■ **Exercise instructions**:
Extract all lines that hold "common" from the records below.

■ **Supplied entries**:

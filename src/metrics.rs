//! Metrics aggregation
//!
//! Per-entity records (size, complexity, coupling, cohesion, maintainability,
//! usage) and the project-level roll-up: duplication ratio, code reuse,
//! technical debt and the health grade.

use std::collections::{BTreeMap, BTreeSet};

use serde::{Deserialize, Serialize};

use crate::config::MetricsConfig;
use crate::coupling::CouplingReport;
use crate::duplication::DuplicationGroup;
use crate::graph::DependencyGraph;
use crate::schema::{Entity, EntityModel};

/// Metrics of one entity, computed once per run
#[derive(Debug, Clone, Default, PartialEq, Serialize, Deserialize)]
pub struct ClassMetrics {
    /// Fully-qualified entity name
    pub entity: String,
    pub method_count: usize,
    pub field_count: usize,
    /// Sum of method cyclomatic complexities
    pub complexity: usize,
    pub afferent_coupling: usize,
    pub efferent_coupling: usize,
    /// Lack of cohesion: share of method pairs with no accessed field in common
    pub lack_of_cohesion: f64,
    /// 0-100, higher is easier to maintain
    pub maintainability_index: f64,
    /// Lines spanned by methods and constructors
    pub lines_of_code: usize,
    /// References from other entities
    pub usage_count: usize,
}

/// Maintainability index clamped to [0, 100]
///
/// `171 - 5.2 ln(C) - 0.23 C - 16.2 ln(LOC)`, minus 0.5 per method beyond
/// `penalty_after`; 100 when there is no code.
pub fn maintainability_index(complexity: f64, loc: usize, method_count: usize, penalty_after: usize) -> f64 {
    if loc == 0 {
        return 100.0;
    }

    let complexity = complexity.max(1.0);
    let mut mi = 171.0 - 5.2 * complexity.ln() - 0.23 * complexity - 16.2 * (loc as f64).ln();
    if method_count > penalty_after {
        mi -= (method_count - penalty_after) as f64 * 0.5;
    }

    mi.clamp(0.0, 100.0)
}

/// LCOM-style estimate in [0, 1]; 0.0 with at most one method or no fields
pub fn lack_of_cohesion(entity: &Entity) -> f64 {
    let methods: Vec<BTreeSet<&str>> = entity
        .methods()
        .map(|m| m.accessed_fields.iter().map(String::as_str).collect())
        .collect();

    if methods.len() <= 1 || entity.fields().next().is_none() {
        return 0.0;
    }

    let mut pairs = 0usize;
    let mut disjoint = 0usize;
    for i in 0..methods.len() {
        for j in (i + 1)..methods.len() {
            pairs += 1;
            if methods[i].is_disjoint(&methods[j]) {
                disjoint += 1;
            }
        }
    }

    disjoint as f64 / pairs as f64
}

/// Compute per-entity metrics in entity-name order
pub fn class_metrics(
    model: &EntityModel,
    graph: &DependencyGraph,
    coupling: &CouplingReport,
    config: &MetricsConfig,
) -> Vec<ClassMetrics> {
    model
        .iter()
        .map(|entity| {
            let method_count = entity.methods().count();
            let complexity: usize = entity.methods().map(|m| m.complexity.max(1)).sum();
            let lines_of_code: usize = entity.callables().map(|m| m.line_count).sum();
            let (afferent, efferent) = coupling
                .get(&entity.qualified_name)
                .map(|c| (c.afferent, c.efferent))
                .unwrap_or((0, 0));

            ClassMetrics {
                entity: entity.qualified_name.clone(),
                method_count,
                field_count: entity.fields().count(),
                complexity,
                afferent_coupling: afferent,
                efferent_coupling: efferent,
                lack_of_cohesion: lack_of_cohesion(entity),
                maintainability_index: maintainability_index(
                    complexity as f64,
                    lines_of_code,
                    method_count,
                    config.method_count_penalty_after,
                ),
                lines_of_code,
                usage_count: graph
                    .usage_counts
                    .get(&entity.qualified_name)
                    .copied()
                    .unwrap_or(0),
            }
        })
        .collect()
}

/// How often a method is called
#[derive(Debug, Clone, Copy, PartialEq, Eq, Hash, Serialize, Deserialize)]
#[serde(rename_all = "kebab-case")]
pub enum UsageLevel {
    Unused,
    Rarely,
    Occasionally,
    Frequently,
    Heavily,
}

impl UsageLevel {
    pub fn classify(call_count: usize) -> Self {
        match call_count {
            0 => Self::Unused,
            1 => Self::Rarely,
            2..=4 => Self::Occasionally,
            5..=19 => Self::Frequently,
            _ => Self::Heavily,
        }
    }

    pub fn as_str(&self) -> &'static str {
        match self {
            Self::Unused => "Unused",
            Self::Rarely => "Rarely Used",
            Self::Occasionally => "Occasionally Used",
            Self::Frequently => "Frequently Used",
            Self::Heavily => "Heavily Used",
        }
    }
}

/// Call statistics of one `Target.method`
#[derive(Debug, Clone, PartialEq, Serialize, Deserialize)]
pub struct MethodUsage {
    pub method: String,
    pub call_count: usize,
    /// Entities containing at least one call site
    pub callers: BTreeSet<String>,
    pub level: UsageLevel,
}

/// Every called method, most called first
pub fn method_usage(graph: &DependencyGraph) -> Vec<MethodUsage> {
    let mut usages: Vec<MethodUsage> = graph
        .call_counts
        .iter()
        .map(|(method, &call_count)| MethodUsage {
            method: method.clone(),
            call_count,
            callers: graph.callers.get(method).cloned().unwrap_or_default(),
            level: UsageLevel::classify(call_count),
        })
        .collect();
    usages.sort_by(|a, b| b.call_count.cmp(&a.call_count).then_with(|| a.method.cmp(&b.method)));
    usages
}

/// Entities with the most references from other entities
pub fn most_used_classes(graph: &DependencyGraph, limit: usize) -> Vec<(String, usize)> {
    let mut used: Vec<(String, usize)> = graph
        .usage_counts
        .iter()
        .filter(|(_, &count)| count > 0)
        .map(|(name, &count)| (name.clone(), count))
        .collect();
    used.sort_by(|a, b| b.1.cmp(&a.1).then_with(|| a.0.cmp(&b.0)));
    used.truncate(limit);
    used
}

/// Project-level roll-up
#[derive(Debug, Clone, Default, PartialEq, Serialize, Deserialize)]
pub struct ProjectMetrics {
    pub total_classes: usize,
    pub total_methods: usize,
    pub total_lines_of_code: usize,
    /// Mean per-entity complexity sum
    pub average_complexity: f64,
    /// Mean maintainability index; 100 for an empty project
    pub average_maintainability: f64,
    /// Duplicated lines / total lines
    pub duplication_ratio: f64,
    /// Methods called more than once / total methods
    pub code_reuse: f64,
    pub unused_methods: usize,
    pub unused_classes: usize,
    pub technical_debt: f64,
}

/// Inputs of the project roll-up
pub struct ProjectInputs<'a> {
    pub model: &'a EntityModel,
    pub classes: &'a [ClassMetrics],
    pub duplicates: &'a [DuplicationGroup],
    pub call_counts: &'a BTreeMap<String, usize>,
    pub unused_methods: usize,
    pub unused_classes: usize,
}

pub fn project_metrics(inputs: &ProjectInputs<'_>, config: &MetricsConfig) -> ProjectMetrics {
    let classes = inputs.classes;
    let total_classes = classes.len();
    let total_methods: usize = classes.iter().map(|c| c.method_count).sum();
    let total_loc: usize = classes.iter().map(|c| c.lines_of_code).sum();

    let (average_complexity, average_maintainability) = if total_classes == 0 {
        (0.0, 100.0)
    } else {
        (
            classes.iter().map(|c| c.complexity as f64).sum::<f64>() / total_classes as f64,
            classes.iter().map(|c| c.maintainability_index).sum::<f64>() / total_classes as f64,
        )
    };

    let duplicated_lines: usize = inputs.duplicates.iter().map(|d| d.duplicated_lines()).sum();
    let duplication_ratio = if total_loc > 0 {
        duplicated_lines as f64 / total_loc as f64
    } else {
        0.0
    };

    let reused: BTreeSet<String> = inputs
        .model
        .iter()
        .flat_map(|entity| entity.methods().map(move |m| entity.member_key(m)))
        .filter(|key| inputs.call_counts.get(key).copied().unwrap_or(0) > 1)
        .collect();
    let code_reuse = if total_methods > 0 {
        reused.len() as f64 / total_methods as f64
    } else {
        0.0
    };

    ProjectMetrics {
        total_classes,
        total_methods,
        total_lines_of_code: total_loc,
        average_complexity,
        average_maintainability,
        duplication_ratio,
        code_reuse,
        unused_methods: inputs.unused_methods,
        unused_classes: inputs.unused_classes,
        technical_debt: technical_debt(
            classes,
            inputs.duplicates.len(),
            inputs.unused_methods,
            inputs.unused_classes,
            config,
        ),
    }
}

/// `10·complex + 5·hard-to-maintain + 3·duplicate groups + unused methods + 2·unused classes`
pub fn technical_debt(
    classes: &[ClassMetrics],
    duplicate_groups: usize,
    unused_methods: usize,
    unused_classes: usize,
    config: &MetricsConfig,
) -> f64 {
    let complex = classes
        .iter()
        .filter(|c| c.complexity > config.complexity_debt_threshold)
        .count();
    let hard_to_maintain = classes
        .iter()
        .filter(|c| c.maintainability_index < config.maintainability_debt_threshold)
        .count();

    (complex * 10 + hard_to_maintain * 5 + duplicate_groups * 3 + unused_methods + unused_classes * 2) as f64
}

/// Letter grade of a health score
#[derive(Debug, Clone, Copy, PartialEq, Eq, PartialOrd, Ord, Hash, Serialize, Deserialize)]
pub enum HealthGrade {
    A,
    B,
    C,
    D,
    F,
}

impl HealthGrade {
    pub fn from_score(score: f64) -> Self {
        if score >= 90.0 {
            Self::A
        } else if score >= 80.0 {
            Self::B
        } else if score >= 70.0 {
            Self::C
        } else if score >= 60.0 {
            Self::D
        } else {
            Self::F
        }
    }

    pub fn as_str(&self) -> &'static str {
        match self {
            Self::A => "A",
            Self::B => "B",
            Self::C => "C",
            Self::D => "D",
            Self::F => "F",
        }
    }
}

#[derive(Debug, Clone, Copy, PartialEq, Eq, Hash, Serialize, Deserialize)]
#[serde(rename_all = "lowercase")]
pub enum RiskLevel {
    High,
    Medium,
    Low,
}

/// A structural risk worth acting on
#[derive(Debug, Clone, PartialEq, Serialize, Deserialize)]
pub struct ProjectRisk {
    pub level: RiskLevel,
    pub category: String,
    pub description: String,
    pub mitigation: String,
}

/// Overall health of a project
#[derive(Debug, Clone, PartialEq, Serialize, Deserialize)]
pub struct HealthAssessment {
    pub score: f64,
    pub grade: HealthGrade,
    pub recommendations: Vec<String>,
    pub risks: Vec<ProjectRisk>,
}

impl Default for HealthAssessment {
    fn default() -> Self {
        Self {
            score: 100.0,
            grade: HealthGrade::A,
            recommendations: Vec::new(),
            risks: Vec::new(),
        }
    }
}

/// Health score: half structural (cycles and duplication), half maintainability
pub fn assess_health(cycles: usize, duplicate_groups: usize, project: &ProjectMetrics) -> HealthAssessment {
    let structural = (100.0 - 5.0 * cycles as f64 - 2.0 * duplicate_groups as f64).max(0.0);
    let score = (0.5 * structural + 0.5 * project.average_maintainability).clamp(0.0, 100.0);

    let mut recommendations = Vec::new();
    let mut risks = Vec::new();

    if cycles > 0 {
        recommendations.push("Refactor circular dependencies to improve architecture".to_string());
        risks.push(ProjectRisk {
            level: RiskLevel::High,
            category: "Architecture".to_string(),
            description: format!("{} circular dependencies detected", cycles),
            mitigation: "Break dependency cycles by introducing interfaces".to_string(),
        });
    }
    if duplicate_groups > 0 {
        recommendations.push("Extract common code to reduce duplication".to_string());
    }
    if project.average_complexity > 10.0 {
        recommendations.push("Refactor complex methods to reduce cyclomatic complexity".to_string());
    }
    if project.average_complexity > 15.0 {
        risks.push(ProjectRisk {
            level: RiskLevel::Medium,
            category: "Complexity".to_string(),
            description: "High average cyclomatic complexity".to_string(),
            mitigation: "Simplify complex methods".to_string(),
        });
    }
    if project.average_maintainability < 50.0 {
        recommendations.push("Improve maintainability by splitting large classes and reducing coupling".to_string());
    }
    if project.unused_classes > 0 || project.unused_methods > 0 {
        recommendations.push(format!(
            "Remove unused code ({} classes, {} methods)",
            project.unused_classes, project.unused_methods
        ));
        risks.push(ProjectRisk {
            level: RiskLevel::Low,
            category: "Dead code".to_string(),
            description: "Unreferenced classes or methods".to_string(),
            mitigation: "Delete or document the unused code".to_string(),
        });
    }

    HealthAssessment {
        score,
        grade: HealthGrade::from_score(score),
        recommendations,
        risks,
    }
}

/// Size and density of the entity graph
#[derive(Debug, Clone, Default, PartialEq, Serialize, Deserialize)]
pub struct GraphMetrics {
    pub node_count: usize,
    pub edge_count: usize,
    /// E / (N (N - 1)), 0 for N <= 1
    pub density: f64,
    pub circular_dependencies: usize,
}

pub fn graph_metrics(graph: &DependencyGraph, circular_dependencies: usize) -> GraphMetrics {
    let node_count = graph.node_count();
    let edge_count = graph.edge_count();
    let density = if node_count > 1 {
        edge_count as f64 / (node_count * (node_count - 1)) as f64
    } else {
        0.0
    };

    GraphMetrics {
        node_count,
        edge_count,
        density,
        circular_dependencies,
    }
}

■ **Solution to the problem**:
    /// Lack of cohesion: share of method pairs with no accessed field in common
        recommendations.push("Extract common code to reduce duplication".to_string());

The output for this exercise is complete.